[Collected data entries]
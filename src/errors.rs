//! Typed error hierarchy for the scan orchestration engine.
//!
//! Three top-level enums cover the three layers:
//! - `RunnerError`: launching and supervising one external process
//! - `PhaseError`: per-project phase failures (never job-fatal)
//! - `JobError`: orchestrator control-flow failures and caller errors

use std::path::PathBuf;

use thiserror::Error;

use crate::orchestrator::JobStatus;

/// Errors from the subprocess runner.
#[derive(Debug, Error)]
pub enum RunnerError {
    #[error("A subprocess is already active on this runner")]
    AlreadyActive,

    #[error("Failed to launch `{program}`: {source}. {remediation}")]
    Launch {
        program: String,
        remediation: String,
        #[source]
        source: std::io::Error,
    },

    #[error("`{program}` exited with non-zero code {code}")]
    NonZeroExit { program: String, code: i32 },

    #[error("I/O error while supervising `{program}`: {source}")]
    Io {
        program: String,
        #[source]
        source: std::io::Error,
    },
}

/// Generate-phase stage that produced a failure.
#[derive(Debug, Clone, Copy, PartialEq, Eq)]
pub enum GenerateStage {
    Index,
    Derivations,
    Diagrams,
}

impl std::fmt::Display for GenerateStage {
    fn fmt(&self, f: &mut std::fmt::Formatter<'_>) -> std::fmt::Result {
        match self {
            GenerateStage::Index => write!(f, "index"),
            GenerateStage::Derivations => write!(f, "context/dependency graph"),
            GenerateStage::Diagrams => write!(f, "diagrams"),
        }
    }
}

/// Fixed message for a generate request with no cached scan result.
pub const NO_SCAN_DATA: &str = "no scan data found — run scan first";

/// Errors from a single phase execution against one project.
#[derive(Debug, Error)]
pub enum PhaseError {
    #[error("Scaffold failed: {0}")]
    Scaffold(#[from] RunnerError),

    #[error("Scan failed: {0:#}")]
    Scan(#[source] anyhow::Error),

    #[error("{} ({})", NO_SCAN_DATA, project.display())]
    NoScanData { project: PathBuf },

    #[error("Generate failed at {stage} stage: {source:#}")]
    Generate {
        stage: GenerateStage,
        #[source]
        source: anyhow::Error,
    },
}

/// Errors from the job orchestrator.
#[derive(Debug, Error)]
pub enum JobError {
    #[error("Cannot {action} a job that is {from}")]
    InvalidTransition {
        from: JobStatus,
        action: &'static str,
    },

    #[error("A job needs at least one project path")]
    EmptyProjectList,

    #[error("Job state lock poisoned")]
    StatePoisoned,

    #[error("Job loop panicked: {0}")]
    Panicked(String),

    #[error("Job '{0}' is already running")]
    AlreadyRunning(String),
}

— Your objective —
All entries should be restated word for word.

— Answer section —
filename src/errors.rs
//! Typed error hierarchy for the scan orchestration engine.
//!
//! Three top-level enums cover the three layers:
//! - `RunnerError`: launching and supervising one external process
//! - `PhaseError`: per-project phase failures (never job-fatal)
//! - `JobError`: orchestrator control-flow failures and caller errors

use std::path::PathBuf;

use thiserror::Error;

use crate::orchestrator::JobStatus;

/// Errors from the subprocess runner.
#[derive(Debug, Error)]
pub enum RunnerError {
    #[error("A subprocess is already active on this runner")]
    AlreadyActive,

    #[error("Failed to launch `{program}`: {source}. {remediation}")]
    Launch {
        program: String,
        remediation: String,
        #[source]
        source: std::io::Error,
    },

    #[error("`{program}` exited with non-zero code {code}")]
    NonZeroExit { program: String, code: i32 },

    #[error("I/O error while supervising `{program}`: {source}")]
    Io {
        program: String,
        #[source]
        source: std::io::Error,
    },
}

/// Generate-phase stage that produced a failure.
#[derive(Debug, Clone, Copy, PartialEq, Eq)]
pub enum GenerateStage {
    Index,
    Derivations,
    Diagrams,
}

impl std::fmt::Display for GenerateStage {
    fn fmt(&self, f: &mut std::fmt::Formatter<'_>) -> std::fmt::Result {
        match self {
            GenerateStage::Index => write!(f, "index"),
            GenerateStage::Derivations => write!(f, "context/dependency graph"),
            GenerateStage::Diagrams => write!(f, "diagrams"),
        }
    }
}

/// Fixed message for a generate request with no cached scan result.
pub const NO_SCAN_DATA: &str = "no scan data found — run scan first";

/// Errors from a single phase execution against one project.
#[derive(Debug, Error)]
pub enum PhaseError {
    #[error("Scaffold failed: {0}")]
    Scaffold(#[from] RunnerError),

    #[error("Scan failed: {0:#}")]
    Scan(#[source] anyhow::Error),

    #[error("{} ({})", NO_SCAN_DATA, project.display())]
    NoScanData { project: PathBuf },

    #[error("Generate failed at {stage} stage: {source:#}")]
    Generate {
        stage: GenerateStage,
        #[source]
        source: anyhow::Error,
    },
}

/// Errors from the job orchestrator.
#[derive(Debug, Error)]
pub enum JobError {
    #[error("Cannot {action} a job that is {from}")]
    InvalidTransition {
        from: JobStatus,
        action: &'static str,
    },

    #[error("A job needs at least one project path")]
    EmptyProjectList,

    #[error("Job state lock poisoned")]
    StatePoisoned,

    #[error("Job loop panicked: {0}")]
    Panicked(String),

    #[error("Job '{0}' is already running")]
    AlreadyRunning(String),
}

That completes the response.